**EXERCISE GOAL:** All entries below are to be duplicated verbatim.

[Saved data entries]
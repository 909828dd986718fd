use anyhow::Context as _;
use clap::{Parser, Subcommand};
use rand::Rng;

use choquetry_evaluator::{ChoquetFunction, pairing};
use choquetry_training::weights;

use self::{
    generate_data::GenerateDataArg, run_many::RunManyArg, run_once::RunOnceArg,
};

mod generate_data;
mod run_many;
mod run_once;

#[derive(Debug, Clone, Parser)]
#[command(author, version, about, long_about = None)]
pub struct CommandArgs {
    /// What mode to run the program in
    #[command(subcommand)]
    mode: Mode,
}

#[derive(Debug, Clone, Subcommand)]
enum Mode {
    /// Run a single weight-recovery experiment
    RunOnce(#[clap(flatten)] RunOnceArg),
    /// Run repeated weight-recovery experiments and aggregate the results
    RunMany(#[clap(flatten)] RunManyArg),
    /// Generate a labeled synthetic dataset and save it as JSON
    GenerateData(#[clap(flatten)] GenerateDataArg),
}

pub fn run() -> anyhow::Result<()> {
    let args = CommandArgs::parse();
    match args.mode {
        Mode::RunOnce(arg) => run_once::run(&arg)?,
        Mode::RunMany(arg) => run_many::run(&arg)?,
        Mode::GenerateData(arg) => generate_data::run(&arg)?,
    }
    Ok(())
}

/// Ground-truth Choquet function selection, shared by all subcommands.
///
/// The function comes from one of three places, in priority order: a JSON
/// file (`--truth-file`), explicit weight vectors (`--weights`, with
/// `--w-min`/`--w-max` defaulting to zeros), or a random L1-normalized
/// additive function of `--dimension` components drawn from the experiment
/// seed.
#[derive(Debug, Clone, clap::Args)]
pub(crate) struct GroundTruthArg {
    /// Input dimension when generating a random ground truth
    #[arg(long, default_value_t = 2)]
    dimension: usize,
    /// Ground-truth component weights, comma separated
    #[arg(long, value_delimiter = ',', num_args = 1.., allow_negative_numbers = true)]
    weights: Option<Vec<f64>>,
    /// Pair-minimum weights, comma separated (default: zeros)
    #[arg(long, value_delimiter = ',', num_args = 1.., allow_negative_numbers = true)]
    w_min: Option<Vec<f64>>,
    /// Pair-maximum weights, comma separated (default: zeros)
    #[arg(long, value_delimiter = ',', num_args = 1.., allow_negative_numbers = true)]
    w_max: Option<Vec<f64>>,
    /// Read the ground-truth function from a JSON file
    #[arg(long)]
    truth_file: Option<std::path::PathBuf>,
}

impl GroundTruthArg {
    pub(crate) fn resolve<R>(&self, rng: &mut R) -> anyhow::Result<ChoquetFunction>
    where
        R: Rng + ?Sized,
    {
        if let Some(path) = &self.truth_file {
            return crate::util::read_json_file("ground truth", path);
        }
        if let Some(w) = &self.weights {
            let pairs = pairing::pair_count(w.len());
            let w_min = self.w_min.clone().unwrap_or_else(|| vec![0.0; pairs]);
            let w_max = self.w_max.clone().unwrap_or_else(|| vec![0.0; pairs]);
            return ChoquetFunction::new(w.clone(), w_min, w_max)
                .context("Invalid ground-truth weight shapes");
        }
        let mut w = weights::random(rng, 1.0, self.dimension);
        weights::normalize_l1(&mut w);
        Ok(ChoquetFunction::additive(w))
    }
}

**PROBLEM SOLUTION:**
repository 909828dd986718fd
use anyhow::Context as _;
use clap::{Parser, Subcommand};
use rand::Rng;

use choquetry_evaluator::{ChoquetFunction, pairing};
use choquetry_training::weights;

use self::{
    generate_data::GenerateDataArg, run_many::RunManyArg, run_once::RunOnceArg,
};

mod generate_data;
mod run_many;
mod run_once;

#[derive(Debug, Clone, Parser)]
#[command(author, version, about, long_about = None)]
pub struct CommandArgs {
    /// What mode to run the program in
    #[command(subcommand)]
    mode: Mode,
}

#[derive(Debug, Clone, Subcommand)]
enum Mode {
    /// Run a single weight-recovery experiment
    RunOnce(#[clap(flatten)] RunOnceArg),
    /// Run repeated weight-recovery experiments and aggregate the results
    RunMany(#[clap(flatten)] RunManyArg),
    /// Generate a labeled synthetic dataset and save it as JSON
    GenerateData(#[clap(flatten)] GenerateDataArg),
}

pub fn run() -> anyhow::Result<()> {
    let args = CommandArgs::parse();
    match args.mode {
        Mode::RunOnce(arg) => run_once::run(&arg)?,
        Mode::RunMany(arg) => run_many::run(&arg)?,
        Mode::GenerateData(arg) => generate_data::run(&arg)?,
    }
    Ok(())
}

/// Ground-truth Choquet function selection, shared by all subcommands.
///
/// The function comes from one of three places, in priority order: a JSON
/// file (`--truth-file`), explicit weight vectors (`--weights`, with
/// `--w-min`/`--w-max` defaulting to zeros), or a random L1-normalized
/// additive function of `--dimension` components drawn from the experiment
/// seed.
#[derive(Debug, Clone, clap::Args)]
pub(crate) struct GroundTruthArg {
    /// Input dimension when generating a random ground truth
    #[arg(long, default_value_t = 2)]
    dimension: usize,
    /// Ground-truth component weights, comma separated
    #[arg(long, value_delimiter = ',', num_args = 1.., allow_negative_numbers = true)]
    weights: Option<Vec<f64>>,
    /// Pair-minimum weights, comma separated (default: zeros)
    #[arg(long, value_delimiter = ',', num_args = 1.., allow_negative_numbers = true)]
    w_min: Option<Vec<f64>>,
    /// Pair-maximum weights, comma separated (default: zeros)
    #[arg(long, value_delimiter = ',', num_args = 1.., allow_negative_numbers = true)]
    w_max: Option<Vec<f64>>,
    /// Read the ground-truth function from a JSON file
    #[arg(long)]
    truth_file: Option<std::path::PathBuf>,
}

impl GroundTruthArg {
    pub(crate) fn resolve<R>(&self, rng: &mut R) -> anyhow::Result<ChoquetFunction>
    where
        R: Rng + ?Sized,
    {
        if let Some(path) = &self.truth_file {
            return crate::util::read_json_file("ground truth", path);
        }
        if let Some(w) = &self.weights {
            let pairs = pairing::pair_count(w.len());
            let w_min = self.w_min.clone().unwrap_or_else(|| vec![0.0; pairs]);
            let w_max = self.w_max.clone().unwrap_or_else(|| vec![0.0; pairs]);
            return ChoquetFunction::new(w.clone(), w_min, w_max)
                .context("Invalid ground-truth weight shapes");
        }
        let mut w = weights::random(rng, 1.0, self.dimension);
        weights::normalize_l1(&mut w);
        Ok(ChoquetFunction::additive(w))
    }
}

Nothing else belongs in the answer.